Global goes for a 10 for fall

Looking to add some “fresh sparkle” to the Global 2011-2012 schedule, the network has added 10 shows to its fall lineup.

Leaving Mondays intact, the focus in LA was to secure some strong new dramas and fill Friday night prime time with a fresh slate, Barb Williams, SVP content, Shaw Media, tells Playback Daily.

“We had strong slate of returning hits that frankly, we were in the delightful position of not needing a whole heck of a lot,” Williams said of the Shaw team’s trip to LA earlier this month.

“One of the objectives in LA was to make sure that we came back with a stronger Friday night, and we absolutely accomplished that,” she adds.

The only night to feature an all-new prime time lineup, Fridays on Global will include A Gifted Man at 8 p.m., new half-hour comedies I Hate My Teenage Daughter at 9 p.m. and Happily Divorced at 9:30 p.m., followed by the new Sarah Michelle Gellar-starrer, The Ringer, at 10 p.m.

“I think [A Gifted Man] is a solid lead-in for the two comedies which also were very much 25 to 54 and female oriented,” she says of the new drama, which stars Patrick Wilson (Angels in America) as a surgeon who starts receiving messages from his dead wife. It is directed and co-produced by Jonathan Demme.

“It’s a really great show and it gives us a chance to give a couple of great comedies an opportunity to get established,” she says, adding that the return of Gellar in The Ringer should be strong in the 10 p.m. slot, with its younger, built-in Buffy audience.
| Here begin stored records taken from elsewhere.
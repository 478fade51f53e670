//! API module
//!
//! HTTP handlers and the router that wires them behind the session gate.

pub mod admin;
pub mod auth;
pub mod chat;
pub mod json;
pub mod pages;
pub mod status;
pub mod threads;

use crate::auth::session_gate;
use crate::state::SharedState;
use axum::{
    extract::Request,
    middleware::{self, Next},
    response::{Json, Response},
    routing::{get, post, put},
    Router,
};
use serde::Serialize;
use std::time::Instant;
use tower_http::{cors::CorsLayer, trace::TraceLayer};
use tracing::{info, info_span, Instrument};
use uuid::Uuid;

#[derive(Serialize)]
struct HealthResponse {
    status: String,
    version: String,
    message: String,
}

/// Request ID middleware - adds unique ID to each request for tracing
async fn request_id_middleware(request: Request, next: Next) -> Response {
    let request_id = Uuid::new_v4().to_string();
    let method = request.method().clone();
    let uri = request.uri().clone();
    let start = Instant::now();

    let span = info_span!(
        "request",
        request_id = %request_id,
        method = %method,
        uri = %uri,
    );

    let response = next.run(request).instrument(span).await;

    info!(
        request_id = %request_id,
        method = %method,
        uri = %uri,
        status = %response.status().as_u16(),
        duration_ms = start.elapsed().as_millis(),
        "Request completed"
    );

    response
}

async fn health_check() -> Json<HealthResponse> {
    Json(HealthResponse {
        status: "healthy".to_string(),
        version: env!("CARGO_PKG_VERSION").to_string(),
        message: "Chat backend is healthy".to_string(),
    })
}

/// Build the application router
pub fn router(state: SharedState) -> Router {
    Router::new()
        // Gated pages
        .route("/", get(pages::home))
        .route("/login", get(pages::login_page))
        .route("/admin", get(pages::admin_dashboard))
        .route(
            "/admin/api/credentials",
            put(admin::store_credentials).delete(admin::clear_credentials),
        )
        // Identity
        .route("/api/health", get(health_check))
        .route("/api/auth/login", post(auth::login))
        .route("/api/auth/logout", post(auth::logout))
        .route("/api/auth/debug", get(status::debug_status))
        // Agent relay
        .route("/api/chat", post(chat::send_message))
        // Thread workspace
        .route(
            "/api/threads",
            get(threads::list_threads).post(threads::create_thread),
        )
        .route("/api/threads/current", get(threads::current_thread))
        .route("/api/threads/messages", post(threads::submit_message))
        .route(
            "/api/threads/:id",
            get(threads::get_thread).delete(threads::delete_thread),
        )
        .route("/api/threads/:id/select", post(threads::select_thread))
        .route("/api/threads/:id/pin", post(threads::toggle_pin))
        .route("/api/threads/:id/title", put(threads::update_title))
        // Middleware (innermost first: the gate sees requests after request_id)
        .layer(middleware::from_fn_with_state(state.clone(), session_gate))
        .layer(middleware::from_fn(request_id_middleware))
        .layer(
            TraceLayer::new_for_http().make_span_with(|request: &axum::http::Request<_>| {
                tracing::info_span!(
                    "http_request",
                    method = %request.method(),
                    uri = %request.uri(),
                )
            }),
        )
        .layer(CorsLayer::permissive())
        .with_state(state)
}
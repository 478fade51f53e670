//! Agent Chat Backend Library
//!
//! This library exposes modules for testing and external use.
//! The main binary is in `src/main.rs`.

pub mod agent;
pub mod api;
pub mod auth;
pub mod chat;
pub mod config;
pub mod error;
/// Application state management
///
/// Holds shared state, per-user conversation stores, and persistence.
pub mod state;
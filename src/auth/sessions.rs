//! Session registry
//!
//! Issues and verifies opaque session tokens. Sign-in is by email and
//! password against the configured admin account; a verified token maps
//! back to the [`IdentityToken`] it was issued for.

use crate::auth::identity::{IdentityToken, Role, UserProfile};
use crate::config::{AuthConfig, DEFAULT_SESSION_MAX_AGE_SECS, MAX_SESSION_MAX_AGE_SECS};
use chrono::{DateTime, Duration, Utc};
use std::collections::HashMap;
use std::sync::RwLock;
use tracing::{debug, info, warn};
use uuid::Uuid;

/// Cookie carrying the session token
pub const SESSION_COOKIE: &str = "session_token";

/// An account accepted by credential sign-in
#[derive(Clone)]
struct Account {
    profile: UserProfile,
    password: String,
}

/// Registry of live sessions
pub struct SessionRegistry {
    accounts: Vec<Account>,
    max_age: Duration,
    sessions: RwLock<HashMap<String, IdentityToken>>,
}

impl SessionRegistry {
    /// Build a registry holding the configured admin account
    pub fn from_config(config: &AuthConfig) -> Self {
        let admin = Account {
            profile: UserProfile {
                id: "1".to_string(),
                name: "Administrator".to_string(),
                email: config.admin_email.clone(),
                role: Role::Admin,
            },
            password: config.admin_password.clone(),
        };
        Self {
            accounts: vec![admin],
            max_age: session_lifetime(config.session_max_age_secs),
            sessions: RwLock::new(HashMap::new()),
        }
    }

    /// Check an email/password pair; blank fields never match
    pub fn authorize(&self, email: &str, password: &str) -> Option<UserProfile> {
        if email.is_empty() || password.is_empty() {
            return None;
        }
        let account = self.accounts.iter().find(|a| a.profile.email == email)?;
        if !constant_time_eq(account.password.as_bytes(), password.as_bytes()) {
            debug!(email = %email, "Password mismatch");
            return None;
        }
        Some(account.profile.clone())
    }

    /// Start a session for `user` and return its token
    pub fn issue(&self, user: UserProfile) -> (String, IdentityToken) {
        let now = Utc::now();
        let identity = IdentityToken {
            user,
            issued_at: now,
            expires: now
                .checked_add_signed(self.max_age)
                .unwrap_or(DateTime::<Utc>::MAX_UTC),
        };
        let token = Uuid::new_v4().simple().to_string();

        let mut sessions = self
            .sessions
            .write()
            .unwrap_or_else(|poisoned| poisoned.into_inner());
        sessions.retain(|_, held| !held.is_expired_at(now));
        sessions.insert(token.clone(), identity.clone());
        drop(sessions);

        info!(user_id = %identity.sub(), role = ?identity.role(), "Session issued");
        (token, identity)
    }

    /// Resolve a token to its identity; expired tokens are evicted
    pub fn verify(&self, token: &str) -> Option<IdentityToken> {
        let identity = self
            .sessions
            .read()
            .unwrap_or_else(|poisoned| poisoned.into_inner())
            .get(token)
            .cloned()?;
        if identity.is_expired_at(Utc::now()) {
            self.revoke(token);
            return None;
        }
        Some(identity)
    }

    /// End a session; returns whether it existed
    pub fn revoke(&self, token: &str) -> bool {
        self.sessions
            .write()
            .unwrap_or_else(|poisoned| poisoned.into_inner())
            .remove(token)
            .is_some()
    }

    /// Number of sessions currently held
    pub fn len(&self) -> usize {
        self.sessions
            .read()
            .unwrap_or_else(|poisoned| poisoned.into_inner())
            .len()
    }

    /// Whether no sessions are held
    pub fn is_empty(&self) -> bool {
        self.len() == 0
    }
}

fn session_lifetime(secs: i64) -> Duration {
    if secs <= 0 || secs > MAX_SESSION_MAX_AGE_SECS {
        warn!(secs, "Session max age out of range, using the default");
        return Duration::seconds(DEFAULT_SESSION_MAX_AGE_SECS);
    }
    Duration::seconds(secs)
}

fn constant_time_eq(a: &[u8], b: &[u8]) -> bool {
    if a.len() != b.len() {
        return false;
    }
    a.iter().zip(b).fold(0u8, |acc, (x, y)| acc | (x ^ y)) == 0
}

#[cfg(test)]
mod tests {
    use super::*;
    use crate::config::Config;

    fn registry_with_max_age(secs: &str) -> SessionRegistry {
        let secs = secs.to_string();
        let config = Config::from_lookup(move |key| match key {
            "ADMIN_EMAIL" => Some("boss@example.com".to_string()),
            "ADMIN_PASSWORD" => Some("correct horse".to_string()),
            "SESSION_MAX_AGE_SECS" => Some(secs.clone()),
            _ => None,
        });
        SessionRegistry::from_config(&config.auth)
    }

    #[test]
    fn test_authorize_admin_account() {
        let registry = registry_with_max_age("60");

        let user = registry.authorize("boss@example.com", "correct horse").unwrap();
        assert_eq!(user.role, Role::Admin);
        assert_eq!(user.id, "1");

        assert!(registry.authorize("boss@example.com", "wrong").is_none());
        assert!(registry.authorize("other@example.com", "correct horse").is_none());
        assert!(registry.authorize("", "").is_none());
    }

    #[test]
    fn test_issue_verify_revoke() {
        let registry = registry_with_max_age("60");
        let user = registry.authorize("boss@example.com", "correct horse").unwrap();

        let (token, identity) = registry.issue(user);
        assert_eq!(registry.verify(&token), Some(identity));
        assert_eq!(registry.len(), 1);

        assert!(registry.revoke(&token));
        assert!(registry.verify(&token).is_none());
        assert!(!registry.revoke(&token));
        assert!(registry.is_empty());
    }

    #[test]
    fn test_unknown_token_rejected() {
        let registry = registry_with_max_age("60");
        assert!(registry.verify("not-a-token").is_none());
    }

    #[test]
    fn test_expired_session_is_evicted() {
        let registry = registry_with_max_age("60");
        let user = registry.authorize("boss@example.com", "correct horse").unwrap();
        let (token, _) = registry.issue(user);

        registry
            .sessions
            .write()
            .unwrap()
            .get_mut(&token)
            .unwrap()
            .expires = Utc::now() - Duration::seconds(1);

        assert!(registry.verify(&token).is_none());
        assert!(registry.is_empty());
    }

    #[test]
    fn test_issue_reclaims_expired_sessions() {
        let registry = registry_with_max_age("60");
        let user = registry.authorize("boss@example.com", "correct horse").unwrap();

        for _ in 0..100 {
            registry.issue(user.clone());
        }
        for held in registry.sessions.write().unwrap().values_mut() {
            held.expires = Utc::now() - Duration::seconds(1);
        }

        let (fresh, _) = registry.issue(user);
        assert_eq!(registry.len(), 1);
        assert!(registry.verify(&fresh).is_some());
    }

    #[test]
    fn test_out_of_range_max_age_does_not_panic() {
        let mut config = Config::from_lookup(|key| match key {
            "ADMIN_EMAIL" => Some("boss@example.com".to_string()),
            "ADMIN_PASSWORD" => Some("correct horse".to_string()),
            _ => None,
        });

        for secs in [99_999_999_999_999_999, 100_000_000_000_000, i64::MAX, -1] {
            config.auth.session_max_age_secs = secs;
            let registry = SessionRegistry::from_config(&config.auth);
            let user = registry.authorize("boss@example.com", "correct horse").unwrap();

            let (token, identity) = registry.issue(user);
            assert!(identity.expires > identity.issued_at);
            let lifetime = identity.expires - identity.issued_at;
            assert!(lifetime <= Duration::seconds(DEFAULT_SESSION_MAX_AGE_SECS));
            assert!(registry.verify(&token).is_some());
        }
    }

    #[test]
    fn test_session_lifetime_bounds() {
        assert_eq!(session_lifetime(60), Duration::seconds(60));
        assert_eq!(
            session_lifetime(MAX_SESSION_MAX_AGE_SECS),
            Duration::seconds(MAX_SESSION_MAX_AGE_SECS)
        );
        assert_eq!(
            session_lifetime(MAX_SESSION_MAX_AGE_SECS + 1),
            Duration::seconds(DEFAULT_SESSION_MAX_AGE_SECS)
        );
    }

    #[test]
    fn test_constant_time_eq() {
        assert!(constant_time_eq(b"abc", b"abc"));
        assert!(!constant_time_eq(b"abc", b"abd"));
        assert!(!constant_time_eq(b"abc", b"abcd"));
    }
}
The drama Global feels most strongly about is Prime Suspect at 10 p.m. on Thursday nights, she says. Directed by Peter Berg, the show is based on a UK series of the same name, following a “tough as nails” female detective as she tracks down bad guys.

“Part of our goal in LA was to find the ‘It’ show and I think we’ve found it in Prime Suspect,” she quips.

Other new additions to the grid include Parenthood on Tuesday nights at 10 p.m. (formerly on Citytv) and Harry’s Law, also formerly a Citytv show, on Wednesdays at 9 p.m. Thursdays will see the addition of How to Be a Gentleman at 8:30, which leads into ratings pace horse Bones, and then Prime Suspect.

And although the Global fall grid only includes one Canadian show, Recipe to Riches at 8 p.m. on Saturdays, Williams is quick to note that the fall grid does not tell the whole tale of Canadian production in the Shaw slate.

The summer, she notes, will feature Rookie Blue and Combat Hospital, followed by Canada Sings in August and early September and while fall will be quiet, mid-season and spring 2012 will feature The Firm (with NBC), a new Titanic mini-series, and Bomb Girls (from Muse/Back Alley Film), in addition to shows such as Lost Girl returning to Shaw specialty channels.

“I think a whole bunch of things are happening at once that are all lining up to this great story,” she says of Shaw’s 15 scripted Canadian dramas currently in production, or about to air.

“The year of the strike…was a bit of a turning point, because it opened up a lot of the US networks to look outside of  their borders to help find content and a lot of Canadian production got a second glance that year. Then you do one or two and sure enough, our content looks spectacular. It only takes one or two to make everyone sit up and pay attention.”

Rookie Blue marked a turning point with ABC, she adds, and the mediaco is hoping The Firm will do the same. “We’re really looking to open some doors there too,” she says.